Print the whole listing, unchanged.

*** Begin section ***

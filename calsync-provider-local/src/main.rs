//! calsync-provider-local - file-backed event store for calsync
//!
//! This binary implements the calsync provider protocol, communicating
//! with calsync via JSON over stdin/stdout.
//!
//! Events live in a single JSON file:
//!   ~/.local/share/calsync/store.json  (or `local_path` in the remote config)

mod commands;
mod remote_config;
mod store;

use std::future::Future;
use std::io::{self, BufRead, Write};

use calsync_core::RemoteCallFailure;
use calsync_core::remote::protocol::{Command, ErrorKind, Request, Response};
use serde::Serialize;
use serde::de::DeserializeOwned;
use tracing::error;
use tracing_subscriber::EnvFilter;

#[tokio::main]
async fn main() {
    tracing_subscriber::fmt()
        .with_writer(io::stderr)
        .with_env_filter(EnvFilter::try_from_default_env().unwrap_or_else(|_| EnvFilter::new("warn")))
        .init();

    let stdin = io::stdin();
    let mut stdout = io::stdout();

    for line in stdin.lock().lines() {
        let line = match line {
            Ok(l) => l,
            Err(e) => {
                error!("Failed to read stdin: {}", e);
                break;
            }
        };

        // Skip empty lines
        if line.trim().is_empty() {
            continue;
        }

        let response = match serde_json::from_str::<Request>(&line) {
            Ok(request) => handle_request(request).await,
            Err(e) => Response::error(&format!("Failed to parse request: {}", e)),
        };

        if let Err(e) = writeln!(stdout, "{}", response).and_then(|_| stdout.flush()) {
            error!("Failed to write response: {}", e);
            break;
        }
    }
}

async fn handle_request(request: Request) -> String {
    match request.command {
        Command::ListEvents => dispatch(request.params, commands::list_events::handle).await,
        Command::CreateEvent => dispatch(request.params, commands::create_event::handle).await,
        Command::UpdateEvent => dispatch(request.params, commands::update_event::handle).await,
        Command::DeleteEvent => dispatch(request.params, commands::delete_event::handle).await,
        Command::ResolveScopeKind => {
            dispatch(request.params, commands::resolve_scope_kind::handle).await
        }
    }
}

/// Decode params into a typed command, run its handler, encode the result.
async fn dispatch<C, T, F, Fut>(params: serde_json::Value, handler: F) -> String
where
    C: DeserializeOwned,
    T: Serialize,
    F: FnOnce(C) -> Fut,
    Fut: Future<Output = anyhow::Result<T>>,
{
    let cmd: C = match serde_json::from_value(params) {
        Ok(cmd) => cmd,
        Err(e) => return Response::error(&format!("Invalid params: {}", e)),
    };

    match handler(cmd).await {
        Ok(data) => Response::success(data),
        Err(e) => {
            let kind = match e.downcast_ref::<RemoteCallFailure>() {
                Some(RemoteCallFailure::NotFound(_)) => ErrorKind::NotFound,
                _ => ErrorKind::Other,
            };
            Response::error_of_kind(&format!("{:#}", e), kind)
        }
    }
}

*** End section ***

§ Task result
filename calsync-provider-local/src/main.rs
//! calsync-provider-local - file-backed event store for calsync
//!
//! This binary implements the calsync provider protocol, communicating
//! with calsync via JSON over stdin/stdout.
//!
//! Events live in a single JSON file:
//!   ~/.local/share/calsync/store.json  (or `local_path` in the remote config)

mod commands;
mod remote_config;
mod store;

use std::future::Future;
use std::io::{self, BufRead, Write};

use calsync_core::RemoteCallFailure;
use calsync_core::remote::protocol::{Command, ErrorKind, Request, Response};
use serde::Serialize;
use serde::de::DeserializeOwned;
use tracing::error;
use tracing_subscriber::EnvFilter;

#[tokio::main]
async fn main() {
    tracing_subscriber::fmt()
        .with_writer(io::stderr)
        .with_env_filter(EnvFilter::try_from_default_env().unwrap_or_else(|_| EnvFilter::new("warn")))
        .init();

    let stdin = io::stdin();
    let mut stdout = io::stdout();

    for line in stdin.lock().lines() {
        let line = match line {
            Ok(l) => l,
            Err(e) => {
                error!("Failed to read stdin: {}", e);
                break;
            }
        };

        // Skip empty lines
        if line.trim().is_empty() {
            continue;
        }

        let response = match serde_json::from_str::<Request>(&line) {
            Ok(request) => handle_request(request).await,
            Err(e) => Response::error(&format!("Failed to parse request: {}", e)),
        };

        if let Err(e) = writeln!(stdout, "{}", response).and_then(|_| stdout.flush()) {
            error!("Failed to write response: {}", e);
            break;
        }
    }
}

async fn handle_request(request: Request) -> String {
    match request.command {
        Command::ListEvents => dispatch(request.params, commands::list_events::handle).await,
        Command::CreateEvent => dispatch(request.params, commands::create_event::handle).await,
        Command::UpdateEvent => dispatch(request.params, commands::update_event::handle).await,
        Command::DeleteEvent => dispatch(request.params, commands::delete_event::handle).await,
        Command::ResolveScopeKind => {
            dispatch(request.params, commands::resolve_scope_kind::handle).await
        }
    }
}

/// Decode params into a typed command, run its handler, encode the result.
async fn dispatch<C, T, F, Fut>(params: serde_json::Value, handler: F) -> String
where
    C: DeserializeOwned,
    T: Serialize,
    F: FnOnce(C) -> Fut,
    Fut: Future<Output = anyhow::Result<T>>,
{
    let cmd: C = match serde_json::from_value(params) {
        Ok(cmd) => cmd,
        Err(e) => return Response::error(&format!("Invalid params: {}", e)),
    };

    match handler(cmd).await {
        Ok(data) => Response::success(data),
        Err(e) => {
            let kind = match e.downcast_ref::<RemoteCallFailure>() {
                Some(RemoteCallFailure::NotFound(_)) => ErrorKind::NotFound,
                _ => ErrorKind::Other,
            };
            Response::error_of_kind(&format!("{:#}", e), kind)
        }
    }
}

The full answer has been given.